→ **TO DO**
Reproduce the records below in their entirety, exactly as shown.

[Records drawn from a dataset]
· · · · ·

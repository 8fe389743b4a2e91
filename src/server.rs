use std::net::SocketAddr;

use axum::extract::State;
use axum::http::{header, StatusCode};
use axum::response::{Html, IntoResponse, Response};
use axum::routing::get;
use axum::{Json, Router};
use serde_json::json;
use tower_http::trace::TraceLayer;
use tracing::{error, info};

use crate::clickhouse::{queries, value_as_u64, QueryEngine, Rows};
use crate::dashboard::{self, Summary};
use crate::{metrics, Result};

/// Error returned by the dashboard JSON API: HTTP 500 with an `{"error": ...}` body
#[derive(Debug)]
pub struct ApiError(pub String);

impl IntoResponse for ApiError {
    fn into_response(self) -> Response {
        (StatusCode::INTERNAL_SERVER_ERROR, Json(json!({ "error": self.0 }))).into_response()
    }
}

impl From<crate::LabError> for ApiError {
    fn from(err: crate::LabError) -> Self {
        Self(err.to_string())
    }
}

impl From<tokio::task::JoinError> for ApiError {
    fn from(err: tokio::task::JoinError) -> Self {
        Self(err.to_string())
    }
}

/// runs a blocking engine call off the async runtime
async fn blocking<E, T, F>(engine: E, f: F) -> std::result::Result<T, tokio::task::JoinError>
where
    E: QueryEngine,
    T: Send + 'static,
    F: FnOnce(E) -> T + Send + 'static,
{
    tokio::task::spawn_blocking(move || f(engine)).await
}

/// Routes of the Prometheus metrics exporter:
///
/// - `GET /metrics/ecommerce` - text exposition of [`metrics::collect`], or a JSON
///   `{"error": ...}` body when ClickHouse does not answer
/// - `GET /health` - `{"status": "ok", "clickhouse": <reachable>}`
pub fn exporter_router<E: QueryEngine>(engine: E) -> Router {
    Router::new()
        .route("/metrics/ecommerce", get(ecommerce_metrics::<E>))
        .route("/health", get(health::<E>))
        .with_state(engine)
        .layer(TraceLayer::new_for_http())
}

/// Routes of the HTML dashboard and its JSON API
pub fn dashboard_router<E: QueryEngine>(engine: E) -> Router {
    Router::new()
        .route("/", get(index))
        .route("/api/summary", get(summary::<E>))
        .route("/api/total-products", get(total_products::<E>))
        .route("/api/top-categories", get(top_categories::<E>))
        .route("/api/top-brands", get(top_brands::<E>))
        .route("/api/performance", get(performance::<E>))
        .with_state(engine)
        .layer(TraceLayer::new_for_http())
}

/// turns a quoted integer, as ClickHouse may print a 64 bit count, into a JSON number
fn unquoted(v: serde_json::Value) -> serde_json::Value {
    match (&v, value_as_u64(&v)) {
        (serde_json::Value::String(_), Some(n)) => n.into(),
        _ => v,
    }
}

/// applies [`unquoted`] to the integer columns `columns` of every row
fn unquoted_columns(rows: Rows, columns: &[usize]) -> Rows {
    rows.into_iter()
        .map(|row| {
            row.into_iter()
                .enumerate()
                .map(|(i, v)| if columns.contains(&i) { unquoted(v) } else { v })
                .collect()
        })
        .collect()
}

/// binds `addr` and serves `router` until the process is stopped
pub async fn run(addr: SocketAddr, router: Router) -> Result<()> {
    let listener = tokio::net::TcpListener::bind(addr).await?;
    info!("Listening on {}", listener.local_addr()?);
    axum::serve(listener, router).await?;
    Ok(())
}

async fn ecommerce_metrics<E: QueryEngine>(State(engine): State<E>) -> Response {
    let scrape = blocking(engine, |engine| {
        if !engine.ping() {
            return Err("ClickHouse not connected".to_string());
        }
        Ok(metrics::collect(&engine).to_prometheus())
    })
    .await;

    match scrape {
        Ok(Ok(body)) => ([(header::CONTENT_TYPE, "text/plain; version=0.0.4")], body).into_response(),
        Ok(Err(msg)) => Json(json!({ "error": msg })).into_response(),
        Err(e) => {
            error!("metrics scrape task failed: {}", e);
            Json(json!({ "error": e.to_string() })).into_response()
        }
    }
}

async fn health<E: QueryEngine>(State(engine): State<E>) -> Json<serde_json::Value> {
    let reachable = blocking(engine, |engine| engine.ping()).await.unwrap_or(false);
    Json(json!({ "status": "ok", "clickhouse": reachable }))
}

async fn index() -> Html<String> {
    Html(dashboard::render_index())
}

async fn summary<E: QueryEngine>(State(engine): State<E>) -> std::result::Result<Html<String>, ApiError> {
    let summary = blocking(engine, |engine| Summary::fetch(&engine)).await?;
    Ok(Html(dashboard::render_summary(&summary)))
}

async fn total_products<E: QueryEngine>(
    State(engine): State<E>,
) -> std::result::Result<Json<serde_json::Value>, ApiError> {
    let total = blocking(engine, |engine| engine.scalar(queries::TOTAL_PRODUCTS)).await??;
    Ok(Json(json!({ "total_products": total.map(unquoted) })))
}

async fn top_categories<E: QueryEngine>(
    State(engine): State<E>,
) -> std::result::Result<Json<serde_json::Value>, ApiError> {
    let rows = blocking(engine, |engine| engine.query(queries::TOP_CATEGORIES)).await??;
    // category id and count
    Ok(Json(json!({ "top_categories": unquoted_columns(rows, &[0, 1]) })))
}

async fn top_brands<E: QueryEngine>(
    State(engine): State<E>,
) -> std::result::Result<Json<serde_json::Value>, ApiError> {
    let rows = blocking(engine, |engine| engine.query(queries::TOP_BRANDS)).await??;
    Ok(Json(json!({ "top_brands": unquoted_columns(rows, &[1]) })))
}

async fn performance<E: QueryEngine>(
    State(engine): State<E>,
) -> std::result::Result<Json<serde_json::Value>, ApiError> {
    let perf = blocking(engine, |engine| metrics::MetricsSnapshot {
        metrics: metrics::collect_performance(&engine),
    })
    .await?;
    if perf.error_count() == perf.metrics.len() {
        return Err(ApiError("no performance metric could be read".to_string()));
    }
    Ok(Json(perf.to_json()))
}

#[cfg(test)]
mod tests {
    use super::*;
    use serde_json::json;

    #[test]
    fn quoted_counts_become_numbers() {
        assert_eq!(unquoted(json!("3990000")), json!(3_990_000));
        assert_eq!(unquoted(json!(42)), json!(42));
        assert_eq!(unquoted(json!("Bosch")), json!("Bosch"));
        assert_eq!(unquoted(serde_json::Value::Null), serde_json::Value::Null);

        let rows = vec![vec![json!("12"), json!("5400"), json!(6100.9)]];
        assert_eq!(unquoted_columns(rows, &[1]), vec![vec![json!("12"), json!(5400), json!(6100.9)]]);
    }
}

· · · · ·

→ **TASK RESPONSE**
repository 8fe389743b4a2e91
filename src/server.rs
use std::net::SocketAddr;

use axum::extract::State;
use axum::http::{header, StatusCode};
use axum::response::{Html, IntoResponse, Response};
use axum::routing::get;
use axum::{Json, Router};
use serde_json::json;
use tower_http::trace::TraceLayer;
use tracing::{error, info};

use crate::clickhouse::{queries, value_as_u64, QueryEngine, Rows};
use crate::dashboard::{self, Summary};
use crate::{metrics, Result};

/// Error returned by the dashboard JSON API: HTTP 500 with an `{"error": ...}` body
#[derive(Debug)]
pub struct ApiError(pub String);

impl IntoResponse for ApiError {
    fn into_response(self) -> Response {
        (StatusCode::INTERNAL_SERVER_ERROR, Json(json!({ "error": self.0 }))).into_response()
    }
}

impl From<crate::LabError> for ApiError {
    fn from(err: crate::LabError) -> Self {
        Self(err.to_string())
    }
}

impl From<tokio::task::JoinError> for ApiError {
    fn from(err: tokio::task::JoinError) -> Self {
        Self(err.to_string())
    }
}

/// runs a blocking engine call off the async runtime
async fn blocking<E, T, F>(engine: E, f: F) -> std::result::Result<T, tokio::task::JoinError>
where
    E: QueryEngine,
    T: Send + 'static,
    F: FnOnce(E) -> T + Send + 'static,
{
    tokio::task::spawn_blocking(move || f(engine)).await
}

/// Routes of the Prometheus metrics exporter:
///
/// - `GET /metrics/ecommerce` - text exposition of [`metrics::collect`], or a JSON
///   `{"error": ...}` body when ClickHouse does not answer
/// - `GET /health` - `{"status": "ok", "clickhouse": <reachable>}`
pub fn exporter_router<E: QueryEngine>(engine: E) -> Router {
    Router::new()
        .route("/metrics/ecommerce", get(ecommerce_metrics::<E>))
        .route("/health", get(health::<E>))
        .with_state(engine)
        .layer(TraceLayer::new_for_http())
}

/// Routes of the HTML dashboard and its JSON API
pub fn dashboard_router<E: QueryEngine>(engine: E) -> Router {
    Router::new()
        .route("/", get(index))
        .route("/api/summary", get(summary::<E>))
        .route("/api/total-products", get(total_products::<E>))
        .route("/api/top-categories", get(top_categories::<E>))
        .route("/api/top-brands", get(top_brands::<E>))
        .route("/api/performance", get(performance::<E>))
        .with_state(engine)
        .layer(TraceLayer::new_for_http())
}

/// turns a quoted integer, as ClickHouse may print a 64 bit count, into a JSON number
fn unquoted(v: serde_json::Value) -> serde_json::Value {
    match (&v, value_as_u64(&v)) {
        (serde_json::Value::String(_), Some(n)) => n.into(),
        _ => v,
    }
}

/// applies [`unquoted`] to the integer columns `columns` of every row
fn unquoted_columns(rows: Rows, columns: &[usize]) -> Rows {
    rows.into_iter()
        .map(|row| {
            row.into_iter()
                .enumerate()
                .map(|(i, v)| if columns.contains(&i) { unquoted(v) } else { v })
                .collect()
        })
        .collect()
}

/// binds `addr` and serves `router` until the process is stopped
pub async fn run(addr: SocketAddr, router: Router) -> Result<()> {
    let listener = tokio::net::TcpListener::bind(addr).await?;
    info!("Listening on {}", listener.local_addr()?);
    axum::serve(listener, router).await?;
    Ok(())
}

async fn ecommerce_metrics<E: QueryEngine>(State(engine): State<E>) -> Response {
    let scrape = blocking(engine, |engine| {
        if !engine.ping() {
            return Err("ClickHouse not connected".to_string());
        }
        Ok(metrics::collect(&engine).to_prometheus())
    })
    .await;

    match scrape {
        Ok(Ok(body)) => ([(header::CONTENT_TYPE, "text/plain; version=0.0.4")], body).into_response(),
        Ok(Err(msg)) => Json(json!({ "error": msg })).into_response(),
        Err(e) => {
            error!("metrics scrape task failed: {}", e);
            Json(json!({ "error": e.to_string() })).into_response()
        }
    }
}

async fn health<E: QueryEngine>(State(engine): State<E>) -> Json<serde_json::Value> {
    let reachable = blocking(engine, |engine| engine.ping()).await.unwrap_or(false);
    Json(json!({ "status": "ok", "clickhouse": reachable }))
}

async fn index() -> Html<String> {
    Html(dashboard::render_index())
}

async fn summary<E: QueryEngine>(State(engine): State<E>) -> std::result::Result<Html<String>, ApiError> {
    let summary = blocking(engine, |engine| Summary::fetch(&engine)).await?;
    Ok(Html(dashboard::render_summary(&summary)))
}

async fn total_products<E: QueryEngine>(
    State(engine): State<E>,
) -> std::result::Result<Json<serde_json::Value>, ApiError> {
    let total = blocking(engine, |engine| engine.scalar(queries::TOTAL_PRODUCTS)).await??;
    Ok(Json(json!({ "total_products": total.map(unquoted) })))
}

async fn top_categories<E: QueryEngine>(
    State(engine): State<E>,
) -> std::result::Result<Json<serde_json::Value>, ApiError> {
    let rows = blocking(engine, |engine| engine.query(queries::TOP_CATEGORIES)).await??;
    // category id and count
    Ok(Json(json!({ "top_categories": unquoted_columns(rows, &[0, 1]) })))
}

async fn top_brands<E: QueryEngine>(
    State(engine): State<E>,
) -> std::result::Result<Json<serde_json::Value>, ApiError> {
    let rows = blocking(engine, |engine| engine.query(queries::TOP_BRANDS)).await??;
    Ok(Json(json!({ "top_brands": unquoted_columns(rows, &[1]) })))
}

async fn performance<E: QueryEngine>(
    State(engine): State<E>,
) -> std::result::Result<Json<serde_json::Value>, ApiError> {
    let perf = blocking(engine, |engine| metrics::MetricsSnapshot {
        metrics: metrics::collect_performance(&engine),
    })
    .await?;
    if perf.error_count() == perf.metrics.len() {
        return Err(ApiError("no performance metric could be read".to_string()));
    }
    Ok(Json(perf.to_json()))
}

#[cfg(test)]
mod tests {
    use super::*;
    use serde_json::json;

    #[test]
    fn quoted_counts_become_numbers() {
        assert_eq!(unquoted(json!("3990000")), json!(3_990_000));
        assert_eq!(unquoted(json!(42)), json!(42));
        assert_eq!(unquoted(json!("Bosch")), json!("Bosch"));
        assert_eq!(unquoted(serde_json::Value::Null), serde_json::Value::Null);

        let rows = vec![vec![json!("12"), json!("5400"), json!(6100.9)]];
        assert_eq!(unquoted_columns(rows, &[1]), vec![vec![json!("12"), json!(5400), json!(6100.9)]]);
    }
}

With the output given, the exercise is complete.